The confusion, the shame, the guilt, the alienation and the continuing insecurity and fear of not being accepted is so well depicted in this movie. Not just Simon, but the script and the director gives considerable time to show how his friends and parents react and deal with Simon’s homosexuality as well. This is not just about homosexuality, but the same happens to every child who is marked “not normal”. This is the film that every parent should watch to learn the trauma their children go through and to accept them for who they are.

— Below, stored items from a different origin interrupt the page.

use super::SqliteSyncStore;
use super::queries::{
    DELETE_FOLLOWED_TOPIC, DELETE_VIEWED_NEWS_RESOURCE, INSERT_FOLLOWED_TOPIC,
    INSERT_VIEWED_NEWS_RESOURCE, SELECT_FOLLOWED_TOPIC_IDS, SELECT_VIEWED_NEWS_RESOURCE,
};
use crate::application::ports::UserPreferences;
use crate::shared::error::AppError;
use async_trait::async_trait;
use chrono::Utc;
use sqlx::Row;
use std::collections::HashSet;

impl SqliteSyncStore {
    pub async fn follow_topic(&self, topic_id: &str) -> Result<(), AppError> {
        sqlx::query(INSERT_FOLLOWED_TOPIC)
            .bind(topic_id)
            .bind(Utc::now().timestamp_millis())
            .execute(self.pool.get_pool())
            .await?;
        Ok(())
    }

    pub async fn unfollow_topic(&self, topic_id: &str) -> Result<(), AppError> {
        sqlx::query(DELETE_FOLLOWED_TOPIC)
            .bind(topic_id)
            .execute(self.pool.get_pool())
            .await?;
        Ok(())
    }

    pub async fn is_news_resource_viewed(&self, id: &str) -> Result<bool, AppError> {
        let row = sqlx::query(SELECT_VIEWED_NEWS_RESOURCE)
            .bind(id)
            .fetch_optional(self.pool.get_pool())
            .await?;
        Ok(row.is_some())
    }
}

#[async_trait]
impl UserPreferences for SqliteSyncStore {
    async fn followed_topic_ids(&self) -> Result<HashSet<String>, AppError> {
        let rows = sqlx::query(SELECT_FOLLOWED_TOPIC_IDS)
            .fetch_all(self.pool.get_pool())
            .await?;

        let mut ids = HashSet::with_capacity(rows.len());
        for row in rows {
            ids.insert(row.try_get::<String, _>("topic_id")?);
        }
        Ok(ids)
    }

    async fn set_news_resources_viewed(
        &self,
        ids: &[String],
        viewed: bool,
    ) -> Result<(), AppError> {
        if ids.is_empty() {
            return Ok(());
        }

        let now = Utc::now().timestamp_millis();
        let mut tx = self.pool.get_pool().begin().await?;
        for id in ids {
            if viewed {
                sqlx::query(INSERT_VIEWED_NEWS_RESOURCE)
                    .bind(id)
                    .bind(now)
                    .execute(&mut *tx)
                    .await?;
            } else {
                sqlx::query(DELETE_VIEWED_NEWS_RESOURCE)
                    .bind(id)
                    .execute(&mut *tx)
                    .await?;
            }
        }
        tx.commit().await?;
        Ok(())
    }
}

Nick Robinson is absolutely brilliant in portraying Simon Spiel. He should be commended for such a performance simply because of the immense burden of the gravity of the situation that was tackled and that Simon would surely be an inspiration and strength for many homosexuals to come out and be proud of who they are. So his portrayal of such a character needed to be great and he was spot on.
John Duhamel and Jennifer Garner set benchmarks of parenting in this film as they portrayed a couple who put in the effort to not only maintain a healthy relationship but also try and understand their children while giving them enough space. Katherine Langford of the 13 Reasons Why fame, Alexandra Shipp and Jorge Lendeborg Jr play Simon’s best friends. They do well in their limited supporting roles as well and play an important part in Simon’s life.
As I have expressed before, I was truly surprised at how well Greg Berlanti has handled the material, which I am sure is owing to the fact that he is also a homosexual which would have allowed him to understand Simon’s dilemmas and confusions and bring out the very same from Robinson and the rest of the cast. Issac Aptaker and Elizabeth Berger write an engaging but fun script adapted from best selling author Becky Albertalli’s Simon vs the Homo Sapiens Agenda. The film is made in a very colourful and vibrant fashion which to attract and engage the young audience. The soundtrack, filled with popular artists like Troye Sivan and The 1975 further confirms this fact.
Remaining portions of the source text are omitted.